_WHAT YOU ARE ASKED TO DO:_ Reproduce the top of the data verbatim, through and including the line that contains "was added, so".

*** DATA ***

//! # Shopping Cart
//!
//! In-memory cart state. The cart is never persisted; it lives only as long
//! as the session that owns it.
//!
//! ## Cart Operations Flow
//! ```text
//! UI Action                 Cart Change
//! ─────────                 ───────────
//! Click "Add to Cart"  ───► add_item()    items.push / qty += n
//! Click remove         ───► remove_item() items.remove(i)
//! Checkout / logout    ───► clear()       items.clear()
//! View cart            ───► items(), total()
//! ```
//!
//! ## Thread Safety
//! `Cart` itself is plain data. A caller that shares one cart across tasks
//! wraps it in `Arc<Mutex<Cart>>`; nothing here requires it.

use chrono::{DateTime, Utc};
use serde::{Deserialize, Serialize};

use crate::error::{CoreError, CoreResult, ValidationError};
use crate::types::Product;
use crate::{MAX_CART_ITEMS, MAX_ITEM_QUANTITY};

/// An item in the shopping cart.
///
/// Carries a frozen snapshot of the product at the moment it was added, so
/// the cart keeps displaying consistent data even if the catalog row is
/// deleted or changed afterwards.
#[derive(Debug, Clone, Serialize, Deserialize)]
pub struct CartItem {
    /// Product id (for catalog lookup).
    pub product_id: i64,

    /// Product name at time of adding (frozen).
    pub name: String,

    /// Seller at time of adding (frozen).
    pub seller: String,

    /// Unit price at time of adding (frozen).
    pub unit_price: f64,

    /// Quantity in cart.
    pub quantity: i64,

    /// When this item was added to the cart.
    pub added_at: DateTime<Utc>,
}

impl CartItem {
    /// Creates a cart item from a catalog product, freezing the price.
    pub fn from_product(product: &Product, quantity: i64) -> Self {
        CartItem {
            product_id: product.id,
            name: product.name.clone(),
            seller: product.seller.clone(),
            unit_price: product.price,
            quantity,
            added_at: Utc::now(),
        }
    }

    /// Line total (unit price × quantity).
    pub fn line_total(&self) -> f64 {
        self.unit_price * self.quantity as f64
    }
}

/// The shopping cart.
///
/// ## Invariants
/// - Items are unique by `product_id` (adding the same product again
///   increases quantity)
/// - Quantity is always > 0
/// - At most [`MAX_CART_ITEMS`] distinct items
/// - At most [`MAX_ITEM_QUANTITY`] units per item
#[derive(Debug, Clone, Serialize, Deserialize)]
pub struct Cart {
    items: Vec<CartItem>,

    /// When the cart was created / last cleared.
    pub created_at: DateTime<Utc>,
}

impl Cart {
    /// Creates a new empty cart.
    pub fn new() -> Self {
        Cart {
            items: Vec::new(),
            created_at: Utc::now(),
        }
    }

    /// Adds a product to the cart, merging with an existing line if the
    /// product is already present.
    ///
    /// ## Errors
    /// - [`CoreError::Validation`] if `quantity` is not strictly positive
    /// - [`CoreError::QuantityTooLarge`] if the line would exceed the
    ///   per-item cap
    /// - [`CoreError::CartTooLarge`] if a new line would exceed the cart cap
    pub fn add_item(&mut self, product: &Product, quantity: i64) -> CoreResult<()> {
        if quantity <= 0 {
            return Err(ValidationError::MustBePositive {
                field: "quantity".to_string(),
            }
            .into());
        }

        if let Some(item) = self.items.iter_mut().find(|i| i.product_id == product.id) {
            let new_qty = item.quantity + quantity;
            if new_qty > MAX_ITEM_QUANTITY {
                return Err(CoreError::QuantityTooLarge {
                    requested: new_qty,
                    max: MAX_ITEM_QUANTITY,
                });
            }
            item.quantity = new_qty;
            return Ok(());
        }

        if quantity > MAX_ITEM_QUANTITY {
            return Err(CoreError::QuantityTooLarge {
                requested: quantity,
                max: MAX_ITEM_QUANTITY,
            });
        }
        if self.items.len() >= MAX_CART_ITEMS {
            return Err(CoreError::CartTooLarge {
                max: MAX_CART_ITEMS,
            });
        }

        self.items.push(CartItem::from_product(product, quantity));
        Ok(())
    }

    /// Removes the line for `product_id`. Returns whether a line was removed.
    pub fn remove_item(&mut self, product_id: i64) -> bool {
        let before = self.items.len();
        self.items.retain(|i| i.product_id != product_id);
        self.items.len() != before
    }

    /// Empties the cart and resets its creation time.
    pub fn clear(&mut self) {
        self.items.clear();
        self.created_at = Utc::now();
    }

    /// Items currently in the cart.
    pub fn items(&self) -> &[CartItem] {
        &self.items
    }

    /// Sum of all line totals.
    pub fn total(&self) -> f64 {
        self.items.iter().map(CartItem::line_total).sum()
    }

    /// Number of distinct lines.
    pub fn len(&self) -> usize {
        self.items.len()
    }

    pub fn is_empty(&self) -> bool {
        self.items.is_empty()
    }
}

impl Default for Cart {
    fn default() -> Self {
        Cart::new()
    }
}

// =============================================================================
// Unit Tests
// =============================================================================

#[cfg(test)]
mod tests {
    use super::*;

    fn product(id: i64, name: &str, price: f64) -> Product {
        Product {
            id,
            name: name.to_string(),
            description: None,
            price,
            seller: "TestSeller".to_string(),
            image: None,
        }
    }

    #[test]
    fn test_add_and_total() {
        let mut cart = Cart::new();
        cart.add_item(&product(1, "Phone", 300.0), 1).unwrap();
        cart.add_item(&product(2, "Case", 15.5), 2).unwrap();

        assert_eq!(cart.len(), 2);
        assert_eq!(cart.total(), 331.0);
    }

    #[test]
    fn test_adding_same_product_merges_quantity() {
        let mut cart = Cart::new();
        let phone = product(1, "Phone", 300.0);
        cart.add_item(&phone, 1).unwrap();
        cart.add_item(&phone, 2).unwrap();

        assert_eq!(cart.len(), 1);
        assert_eq!(cart.items()[0].quantity, 3);
    }

    #[test]
    fn test_price_is_frozen_at_add_time() {
        let mut cart = Cart::new();
        let mut phone = product(1, "Phone", 300.0);
        cart.add_item(&phone, 1).unwrap();

        // Catalog price changes after the item is in the cart.
        phone.price = 350.0;
        assert_eq!(cart.items()[0].unit_price, 300.0);
        assert_eq!(cart.total(), 300.0);
    }

    #[test]
    fn test_remove_item() {
        let mut cart = Cart::new();
        cart.add_item(&product(1, "Phone", 300.0), 1).unwrap();

        assert!(cart.remove_item(1));
        assert!(!cart.remove_item(1));
        assert!(cart.is_empty());
    }

    #[test]
    fn test_quantity_cap() {
        let mut cart = Cart::new();
        let err = cart
            .add_item(&product(1, "Phone", 300.0), MAX_ITEM_QUANTITY + 1)
            .unwrap_err();
        assert!(matches!(err, CoreError::QuantityTooLarge { .. }));

        // Merging past the cap is also rejected.
        cart.add_item(&product(1, "Phone", 300.0), MAX_ITEM_QUANTITY)
            .unwrap();
        let err = cart.add_item(&product(1, "Phone", 300.0), 1).unwrap_err();
        assert!(matches!(err, CoreError::QuantityTooLarge { .. }));
    }

    #[test]
    fn test_quantity_must_be_strictly_positive() {
        let mut cart = Cart::new();
        let phone = product(1, "Phone", 300.0);

        for qty in [0, -1] {
            let err = cart.add_item(&phone, qty).unwrap_err();
            assert!(matches!(err, CoreError::Validation(_)));
        }
        assert!(cart.is_empty());

        // Merging must not smuggle in a non-positive quantity either.
        cart.add_item(&phone, 2).unwrap();
        assert!(cart.add_item(&phone, 0).is_err());
        assert_eq!(cart.items()[0].quantity, 2);
    }

    #[test]
    fn test_cart_size_cap() {
        let mut cart = Cart::new();
        for id in 0..MAX_CART_ITEMS as i64 {
            cart.add_item(&product(id, "Item", 1.0), 1).unwrap();
        }
        let err = cart
            .add_item(&product(MAX_CART_ITEMS as i64, "One too many", 1.0), 1)
            .unwrap_err();
        assert!(matches!(err, CoreError::CartTooLarge { .. }));
    }

    #[test]
    fn test_clear() {
        let mut cart = Cart::new();
        cart.add_item(&product(1, "Phone", 300.0), 1).unwrap();
        cart.clear();
        assert!(cart.is_empty());
        assert_eq!(cart.total(), 0.0);
    }
}
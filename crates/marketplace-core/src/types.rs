//! # Domain Types
//!
//! Core domain types used throughout the marketplace.
//!
//! ## Type Hierarchy
//! ```text
//! ┌─────────────────┐   ┌─────────────────┐   ┌─────────────────┐
//! │    Product      │   │      User       │   │      Role       │
//! │  ─────────────  │   │  ─────────────  │   │  ─────────────  │
//! │  id (i64)       │   │  id (i64)       │   │  Admin          │
//! │  name           │   │  username       │   │  User           │
//! │  price (f64)    │   │  email          │   │                 │
//! │  seller         │   │  role           │   │  stored as TEXT │
//! │  image (BLOB)   │   │                 │   │  "Admin"/"User" │
//! └─────────────────┘   └─────────────────┘   └─────────────────┘
//! ```
//!
//! Ids are assigned by the store at insert time (SQLite AUTOINCREMENT) and
//! never reused within a live database file. The `New*` companion types
//! describe a record before it has an id; the store returns the persisted
//! record with the generated id filled in.

use serde::{Deserialize, Serialize};
use std::fmt;

// =============================================================================
// Role
// =============================================================================

/// An account role.
///
/// Stored in the database as the exact strings `"Admin"` and `"User"`.
/// Admin privilege is the string comparison `role == "Admin"`, case
/// sensitive; there is no separate permissions table or capability model.
#[derive(Debug, Clone, Copy, PartialEq, Eq, Serialize, Deserialize)]
pub enum Role {
    /// May add and remove catalog products.
    Admin,
    /// Regular shopper.
    User,
}

impl Role {
    /// The exact string persisted for this role.
    #[inline]
    pub const fn as_str(&self) -> &'static str {
        match self {
            Role::Admin => "Admin",
            Role::User => "User",
        }
    }

    /// Maps a stored role string back to a role.
    ///
    /// Only the exact string `"Admin"` grants admin; every other value
    /// (including `"admin"`) is a regular user. This matches the privilege
    /// check the store performs.
    pub fn from_db_str(s: &str) -> Role {
        if s == "Admin" {
            Role::Admin
        } else {
            Role::User
        }
    }

    /// True iff this role carries catalog-mutation privilege.
    #[inline]
    pub const fn is_admin(&self) -> bool {
        matches!(self, Role::Admin)
    }
}

impl Default for Role {
    fn default() -> Self {
        Role::User
    }
}

impl fmt::Display for Role {
    fn fmt(&self, f: &mut fmt::Formatter<'_>) -> fmt::Result {
        f.write_str(self.as_str())
    }
}

// =============================================================================
// Product
// =============================================================================

/// A product in the catalog.
///
/// Immutable once constructed; `id` is assigned exactly once by the store
/// at insert time.
#[derive(Debug, Clone, PartialEq, Serialize, Deserialize)]
#[cfg_attr(feature = "sqlx", derive(sqlx::FromRow))]
pub struct Product {
    /// Store-assigned identifier (SQLite AUTOINCREMENT, always >= 1).
    pub id: i64,

    /// Display name.
    pub name: String,

    /// Optional longer description.
    pub description: Option<String>,

    /// Price in currency units. Strictly positive (validated by callers).
    pub price: f64,

    /// Seller display name.
    pub seller: String,

    /// Optional image bytes (stored as a BLOB).
    pub image: Option<Vec<u8>>,
}

impl Product {
    /// Whether the product carries image bytes.
    #[inline]
    pub fn has_image(&self) -> bool {
        self.image.is_some()
    }
}

/// A product that has not been inserted yet (no id).
///
/// Image bytes are supplied up front; there is no post-construction field
/// mutation.
#[derive(Debug, Clone, PartialEq, Serialize, Deserialize)]
pub struct NewProduct {
    pub name: String,
    pub description: Option<String>,
    pub price: f64,
    pub seller: String,
    pub image: Option<Vec<u8>>,
}

impl NewProduct {
    /// Creates a new product record, image bytes included.
    pub fn new(
        name: impl Into<String>,
        description: Option<String>,
        price: f64,
        seller: impl Into<String>,
        image: Option<Vec<u8>>,
    ) -> Self {
        NewProduct {
            name: name.into(),
            description,
            price,
            seller: seller.into(),
            image,
        }
    }
}

// =============================================================================
// User
// =============================================================================

/// A user account.
///
/// The password hash never leaves the store; this type carries only the
/// public account fields.
#[derive(Debug, Clone, PartialEq, Eq, Serialize, Deserialize)]
pub struct User {
    /// Store-assigned identifier.
    pub id: i64,

    /// Unique across all accounts (enforced by the store).
    pub username: String,

    pub email: String,

    pub role: Role,
}

impl User {
    /// True iff this account carries catalog-mutation privilege.
    #[inline]
    pub fn is_admin(&self) -> bool {
        self.role.is_admin()
    }
}

/// An account that has not been inserted yet (no id, no credential).
///
/// The plaintext password travels separately and only as far as the store's
/// hashing step.
#[derive(Debug, Clone, PartialEq, Eq, Serialize, Deserialize)]
pub struct NewUser {
    pub username: String,
    pub email: String,
    pub role: Role,
}

impl NewUser {
    pub fn new(username: impl Into<String>, email: impl Into<String>, role: Role) -> Self {
        NewUser {
            username: username.into(),
            email: email.into(),
            role,
        }
    }
}

// =============================================================================
// Unit Tests
// =============================================================================

#[cfg(test)]
mod tests {
    use super::*;

    #[test]
    fn test_role_round_trip() {
        assert_eq!(Role::from_db_str(Role::Admin.as_str()), Role::Admin);
        assert_eq!(Role::from_db_str(Role::User.as_str()), Role::User);
    }

    #[test]
    fn test_role_is_case_sensitive() {
        // Only the exact string grants admin.
        assert_eq!(Role::from_db_str("admin"), Role::User);
        assert_eq!(Role::from_db_str("ADMIN"), Role::User);
        assert_eq!(Role::from_db_str("Moderator"), Role::User);
        assert_eq!(Role::from_db_str("Admin"), Role::Admin);
    }

    #[test]
    fn test_product_has_image() {
        let with = Product {
            id: 1,
            name: "Phone".into(),
            description: None,
            price: 300.0,
            seller: "PhoneStore".into(),
            image: Some(vec![0xFF, 0xD8]),
        };
        let without = Product {
            image: None,
            ..with.clone()
        };
        assert!(with.has_image());
        assert!(!without.has_image());
    }

    #[test]
    fn test_user_is_admin() {
        let user = User {
            id: 1,
            username: "alice".into(),
            email: "alice@example.com".into(),
            role: Role::Admin,
        };
        assert!(user.is_admin());

        let user = User {
            role: Role::User,
            ..user
        };
        assert!(!user.is_admin());
    }
}
//! # Validation Module
//!
//! Caller-side input validation. The store itself does not validate; the
//! layer driving it is expected to run these checks before issuing an
//! operation (the database still backstops with NOT NULL / UNIQUE
//! constraints).
//!
//! ## Usage
//! ```rust
//! use marketplace_core::validation::{validate_price, validate_product_name};
//!
//! validate_product_name("Phone").unwrap();
//! validate_price(300.0).unwrap();
//! assert!(validate_price(0.0).is_err());
//! ```

use crate::error::ValidationError;

/// Result type for validation operations.
pub type ValidationResult<T> = Result<T, ValidationError>;

/// Maximum length for a product name.
pub const MAX_NAME_LEN: usize = 200;

/// Maximum length for a username.
pub const MAX_USERNAME_LEN: usize = 50;

// =============================================================================
// Product Validators
// =============================================================================

/// Validates a product name: non-empty, at most [`MAX_NAME_LEN`] characters.
pub fn validate_product_name(name: &str) -> ValidationResult<()> {
    let name = name.trim();

    if name.is_empty() {
        return Err(ValidationError::Required {
            field: "name".to_string(),
        });
    }
    if name.chars().count() > MAX_NAME_LEN {
        return Err(ValidationError::TooLong {
            field: "name".to_string(),
            max: MAX_NAME_LEN,
        });
    }
    Ok(())
}

/// Validates a price: finite and strictly positive.
pub fn validate_price(price: f64) -> ValidationResult<()> {
    if !price.is_finite() {
        return Err(ValidationError::InvalidFormat {
            field: "price".to_string(),
            reason: "must be a finite number".to_string(),
        });
    }
    if price <= 0.0 {
        return Err(ValidationError::MustBePositive {
            field: "price".to_string(),
        });
    }
    Ok(())
}

/// Validates a seller name: non-empty.
pub fn validate_seller(seller: &str) -> ValidationResult<()> {
    if seller.trim().is_empty() {
        return Err(ValidationError::Required {
            field: "seller".to_string(),
        });
    }
    Ok(())
}

// =============================================================================
// Account Validators
// =============================================================================

/// Validates a username: non-empty, at most [`MAX_USERNAME_LEN`] characters.
pub fn validate_username(username: &str) -> ValidationResult<()> {
    let username = username.trim();

    if username.is_empty() {
        return Err(ValidationError::Required {
            field: "username".to_string(),
        });
    }
    if username.chars().count() > MAX_USERNAME_LEN {
        return Err(ValidationError::TooLong {
            field: "username".to_string(),
            max: MAX_USERNAME_LEN,
        });
    }
    Ok(())
}

/// Validates an email address: non-empty and shaped like `local@domain`.
///
/// Deliberately shallow; deliverability is not this layer's concern.
pub fn validate_email(email: &str) -> ValidationResult<()> {
    let email = email.trim();

    if email.is_empty() {
        return Err(ValidationError::Required {
            field: "email".to_string(),
        });
    }

    let mut parts = email.splitn(2, '@');
    let local = parts.next().unwrap_or("");
    let domain = parts.next().unwrap_or("");
    if local.is_empty() || domain.is_empty() {
        return Err(ValidationError::InvalidFormat {
            field: "email".to_string(),
            reason: "expected local@domain".to_string(),
        });
    }
    Ok(())
}

/// Validates a password: non-empty.
pub fn validate_password(password: &str) -> ValidationResult<()> {
    if password.is_empty() {
        return Err(ValidationError::Required {
            field: "password".to_string(),
        });
    }
    Ok(())
}

// =============================================================================
// Unit Tests
// =============================================================================

#[cfg(test)]
mod tests {
    use super::*;

    #[test]
    fn test_product_name() {
        assert!(validate_product_name("Phone").is_ok());
        assert!(validate_product_name("").is_err());
        assert!(validate_product_name("   ").is_err());
        assert!(validate_product_name(&"x".repeat(MAX_NAME_LEN + 1)).is_err());
    }

    #[test]
    fn test_price_must_be_strictly_positive() {
        assert!(validate_price(300.0).is_ok());
        assert!(validate_price(0.01).is_ok());
        assert!(validate_price(0.0).is_err());
        assert!(validate_price(-1.0).is_err());
        assert!(validate_price(f64::NAN).is_err());
        assert!(validate_price(f64::INFINITY).is_err());
    }

    #[test]
    fn test_seller() {
        assert!(validate_seller("PhoneStore").is_ok());
        assert!(validate_seller(" ").is_err());
    }

    #[test]
    fn test_username() {
        assert!(validate_username("alice").is_ok());
        assert!(validate_username("").is_err());
        assert!(validate_username(&"x".repeat(MAX_USERNAME_LEN + 1)).is_err());
    }

    #[test]
    fn test_email() {
        assert!(validate_email("alice@example.com").is_ok());
        assert!(validate_email("").is_err());
        assert!(validate_email("no-at-sign").is_err());
        assert!(validate_email("@example.com").is_err());
        assert!(validate_email("alice@").is_err());
    }

    #[test]
    fn test_password() {
        assert!(validate_password("secret").is_ok());
        assert!(validate_password("").is_err());
    }
}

*** End of DATA ***

_RESULT:_
//! # Shopping Cart
//!
//! In-memory cart state. The cart is never persisted; it lives only as long
//! as the session that owns it.
//!
//! ## Cart Operations Flow
//! ```text
//! UI Action                 Cart Change
//! ─────────                 ───────────
//! Click "Add to Cart"  ───► add_item()    items.push / qty += n
//! Click remove         ───► remove_item() items.remove(i)
//! Checkout / logout    ───► clear()       items.clear()
//! View cart            ───► items(), total()
//! ```
//!
//! ## Thread Safety
//! `Cart` itself is plain data. A caller that shares one cart across tasks
//! wraps it in `Arc<Mutex<Cart>>`; nothing here requires it.

use chrono::{DateTime, Utc};
use serde::{Deserialize, Serialize};

use crate::error::{CoreError, CoreResult, ValidationError};
use crate::types::Product;
use crate::{MAX_CART_ITEMS, MAX_ITEM_QUANTITY};

/// An item in the shopping cart.
///
/// Carries a frozen snapshot of the product at the moment it was added, so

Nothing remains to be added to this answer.